Subscription increases and benefit reductions were proposed and undertaken together with a new agreement with private hospitals. The prescribed medicine scheme was withdrawn. Costs were reduced by agreement with private hospitals providing for direct reimbursement by VHI. The financial position of VHI improved and was solvent by the beginning of the 1990s.
The hospital sector was becoming increasingly commercialised in the 1990s. Religious orders withdrew from private hospitals due to falling numbers of members. At this stage half of the country\’s “private” beds were in private and semi-private hospitals and half in public hospital.
The Finance Act 2001 encouraged the building of private hospitals.Tax allowances were made to incentivise construction of such hospitals although n practice few were built. Concerns were raised that the great availability of beds would not ease pressure on public hospitals, but would increase the level of demand for beds generally.
The Health Insurance Act 1994 followed from EU requirements to open up competition in state-owned sectors. BUPA Ireland, a UK insurer establish itself in the Irish market 1996.

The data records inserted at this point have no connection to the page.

//! Mock handlers and senders.

use async_trait::async_trait;
use parking_lot::Mutex;
use std::sync::Arc;

use crate::core::InvocationResponse;
use crate::engine::{Handler, SelfManagedDataManager, TransportSender};
use crate::errors::SoapflowError;
use crate::message::{MessageContext, SoapEnvelope};

/// A shared, ordered log of `invoke:<name>` and `complete:<name>` entries.
pub type Journal = Arc<Mutex<Vec<String>>>;

/// A handler that counts calls and returns a configurable response.
#[derive(Debug)]
pub struct RecordingHandler {
    name: String,
    response: Mutex<InvocationResponse>,
    invocations: Mutex<usize>,
    completions: Mutex<usize>,
    journal: Option<Journal>,
}

impl RecordingHandler {
    /// Creates a handler that always continues.
    #[must_use]
    pub fn new(name: impl Into<String>) -> Self {
        Self {
            name: name.into(),
            response: Mutex::new(InvocationResponse::Continue),
            invocations: Mutex::new(0),
            completions: Mutex::new(0),
            journal: None,
        }
    }

    /// Sets the response to return.
    #[must_use]
    pub fn with_response(self, response: InvocationResponse) -> Self {
        *self.response.lock() = response;
        self
    }

    /// Appends calls to a shared journal.
    #[must_use]
    pub fn with_journal(mut self, journal: Journal) -> Self {
        self.journal = Some(journal);
        self
    }

    /// Number of `invoke` calls.
    #[must_use]
    pub fn invocations(&self) -> usize {
        *self.invocations.lock()
    }

    /// Number of `flow_complete` calls.
    #[must_use]
    pub fn completions(&self) -> usize {
        *self.completions.lock()
    }

    fn log(&self, entry: &str) {
        if let Some(journal) = &self.journal {
            journal.lock().push(format!("{entry}:{}", self.name));
        }
    }
}

#[async_trait]
impl Handler for RecordingHandler {
    fn name(&self) -> &str {
        &self.name
    }

    async fn invoke(&self, _msg: &MessageContext) -> Result<InvocationResponse, SoapflowError> {
        *self.invocations.lock() += 1;
        self.log("invoke");
        Ok(*self.response.lock())
    }

    async fn flow_complete(&self, _msg: &MessageContext) {
        *self.completions.lock() += 1;
        self.log("complete");
    }
}

/// A handler that suspends its first `times` invocations, then continues.
#[derive(Debug)]
pub struct SuspendingHandler {
    name: String,
    times: usize,
    invocations: Mutex<usize>,
}

impl SuspendingHandler {
    /// Creates the handler.
    #[must_use]
    pub fn new(name: impl Into<String>, times: usize) -> Self {
        Self {
            name: name.into(),
            times,
            invocations: Mutex::new(0),
        }
    }

    /// Number of `invoke` calls.
    #[must_use]
    pub fn invocations(&self) -> usize {
        *self.invocations.lock()
    }
}

#[async_trait]
impl Handler for SuspendingHandler {
    fn name(&self) -> &str {
        &self.name
    }

    async fn invoke(&self, _msg: &MessageContext) -> Result<InvocationResponse, SoapflowError> {
        let mut calls = self.invocations.lock();
        *calls += 1;
        if *calls <= self.times {
            Ok(InvocationResponse::Suspend)
        } else {
            Ok(InvocationResponse::Continue)
        }
    }
}

/// A handler that always fails.
#[derive(Debug)]
pub struct FailingHandler {
    name: String,
    message: String,
    completions: Mutex<usize>,
}

impl FailingHandler {
    /// Creates a handler failing with `message`.
    #[must_use]
    pub fn new(name: impl Into<String>, message: impl Into<String>) -> Self {
        Self {
            name: name.into(),
            message: message.into(),
            completions: Mutex::new(0),
        }
    }

    /// Number of `flow_complete` calls.
    #[must_use]
    pub fn completions(&self) -> usize {
        *self.completions.lock()
    }
}

#[async_trait]
impl Handler for FailingHandler {
    fn name(&self) -> &str {
        &self.name
    }

    async fn invoke(&self, _msg: &MessageContext) -> Result<InvocationResponse, SoapflowError> {
        Err(SoapflowError::Internal(self.message.clone()))
    }

    async fn flow_complete(&self, _msg: &MessageContext) {
        *self.completions.lock() += 1;
    }
}

/// A handler that counts its visits in the message's self-managed data and
/// persists that count through suspend/resume.
///
/// Several instances may share the type; each keys its data by its own name.
#[derive(Debug)]
pub struct StatefulHandler {
    name: String,
    suspend_first: bool,
    suspended: Mutex<bool>,
    restored: Mutex<Vec<Vec<u8>>>,
    transient_restores: Mutex<usize>,
}

impl StatefulHandler {
    /// Creates a handler that always continues.
    #[must_use]
    pub fn new(name: impl Into<String>) -> Self {
        Self {
            name: name.into(),
            suspend_first: false,
            suspended: Mutex::new(false),
            restored: Mutex::new(Vec::new()),
            transient_restores: Mutex::new(0),
        }
    }

    /// Suspends the first message it sees, after recording its visit.
    #[must_use]
    pub fn suspending_once(mut self) -> Self {
        self.suspend_first = true;
        self
    }

    /// The visit count stored on `msg`.
    #[must_use]
    pub fn visits(&self, msg: &MessageContext) -> Option<u64> {
        msg.get_self_managed_data(self.class_name(), &self.name)
            .and_then(|v| v.as_u64())
    }

    /// Every blob handed back by a restore.
    #[must_use]
    pub fn restored(&self) -> Vec<Vec<u8>> {
        self.restored.lock().clone()
    }

    /// Number of transient-data restores.
    #[must_use]
    pub fn transient_restores(&self) -> usize {
        *self.transient_restores.lock()
    }
}

#[async_trait]
impl Handler for StatefulHandler {
    fn name(&self) -> &str {
        &self.name
    }

    async fn invoke(&self, msg: &MessageContext) -> Result<InvocationResponse, SoapflowError> {
        let visits = self.visits(msg).unwrap_or(0) + 1;
        msg.set_self_managed_data(self.class_name(), &self.name, serde_json::json!(visits));
        let mut suspended = self.suspended.lock();
        if self.suspend_first && !*suspended {
            *suspended = true;
            return Ok(InvocationResponse::Suspend);
        }
        Ok(InvocationResponse::Continue)
    }

    fn self_managed_data(&self) -> Option<&dyn SelfManagedDataManager> {
        Some(self)
    }
}

impl SelfManagedDataManager for StatefulHandler {
    fn serialize_self_managed_data(&self, msg: &MessageContext) -> Result<Option<Vec<u8>>, SoapflowError> {
        msg.get_self_managed_data(self.class_name(), &self.name)
            .map(|value| serde_json::to_vec(&value).map_err(SoapflowError::from))
            .transpose()
    }

    fn deserialize_self_managed_data(&self, data: &[u8], msg: &MessageContext) -> Result<(), SoapflowError> {
        let value: serde_json::Value = serde_json::from_slice(data)?;
        msg.set_self_managed_data(self.class_name(), &self.name, value);
        self.restored.lock().push(data.to_vec());
        Ok(())
    }

    fn restore_transient_data(&self, _msg: &MessageContext) {
        *self.transient_restores.lock() += 1;
    }
}

/// A transport sender that records each message instead of writing it.
#[derive(Debug, Default)]
pub struct RecordingSender {
    sent: Mutex<Vec<(Option<String>, Option<SoapEnvelope>)>>,
}

impl RecordingSender {
    /// Creates the sender.
    #[must_use]
    pub fn new() -> Self {
        Self::default()
    }

    /// Number of messages sent.
    #[must_use]
    pub fn sent_count(&self) -> usize {
        self.sent.lock().len()
    }

    /// Message ids of the sent messages, in order.
    #[must_use]
    pub fn sent_message_ids(&self) -> Vec<Option<String>> {
        self.sent.lock().iter().map(|(id, _)| id.clone()).collect()
    }

    /// The envelope of the last sent message.
    #[must_use]
    pub fn last_envelope(&self) -> Option<SoapEnvelope> {
        self.sent.lock().last().and_then(|(_, env)| env.clone())
    }
}

#[async_trait]
impl TransportSender for RecordingSender {
    async fn invoke(&self, msg: &MessageContext) -> Result<InvocationResponse, SoapflowError> {
        let envelope = msg.envelope().map(|env| env.read().clone());
        self.sent.lock().push((msg.message_id(), envelope));
        msg.set_response_written(true);
        Ok(InvocationResponse::Continue)
    }
}
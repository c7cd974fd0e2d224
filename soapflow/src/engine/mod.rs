//! Handler execution.
//!
//! This module provides:
//! - The [`Handler`] trait and opt-in [`SelfManagedDataManager`] persistence
//! - [`Phase`], a named handler group with pre/post conditions
//! - Dispatch of inbound messages to services and operations
//! - Message receivers and the transport sender seam
//! - [`AxisEngine`], which drives the execution cursor

mod axis_engine;
mod dispatch;
#[cfg(test)]
mod engine_tests;
mod handler;
mod phase;
mod receiver;
mod transport;

pub use axis_engine::AxisEngine;
pub use dispatch::{ActionDispatcher, DispatchPhaseCheck};
pub use handler::{Handler, SelfManagedDataManager};
pub use phase::{Phase, PhaseCondition};
pub use receiver::{
    create_fault_message_context, create_out_message_context, InOnlyFnReceiver, InOutFnReceiver,
    MessageReceiver,
};
pub use transport::TransportSender;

The legislation required health insurers to apply the principles of open enrolment community rating, lifetime cover and minimum scales of benefit. Community rating require that the same level of premium and cover applied regardless of age and health status. The risk equalisation scheme required companies with a higher proportion of younger less risky patients, to transfer funds to companies with older patients with higher risk categories (largely the VHI).
A government White Paper on health insurance recommended: full risk equalisation and the incorporation of VHI Healthcare as a body with full commercial freedom. It recommended investment of €60 million by the State in VHI Healthcare. The Health Insurance Amendment Act 2001 implemented the proposals in relation to commercial freedom and community rating.
The legislation allowed for covering GP, dental, outpatient and ancillary services. It provided for risk equalisation with a three-year exemption from risk equalisation for new insurers. It provided for a late entry premium which could be charged to persons taking out health insurance for the first time after the age of 35 or with a significant lapse in cover. It permitted reduced premiums for persons under 23 years of age in full-time education.
The legislation established the Health Insurance Authority. It is independent in the exercise of its function. It monitors the health insurance market and advises the Department of Health on matters relating to health insurance.
The Authority monitors the operation of legislation and enforces compliance. It carries out certain functions in relation to health insurance levies, and age-related tax credits as well as the risk equalisation scheme. It may take action to increase awareness for members of the public of their rights as consumers of health insurance. It maintains statutory registers of health benefit undertakings and health insurance contracts.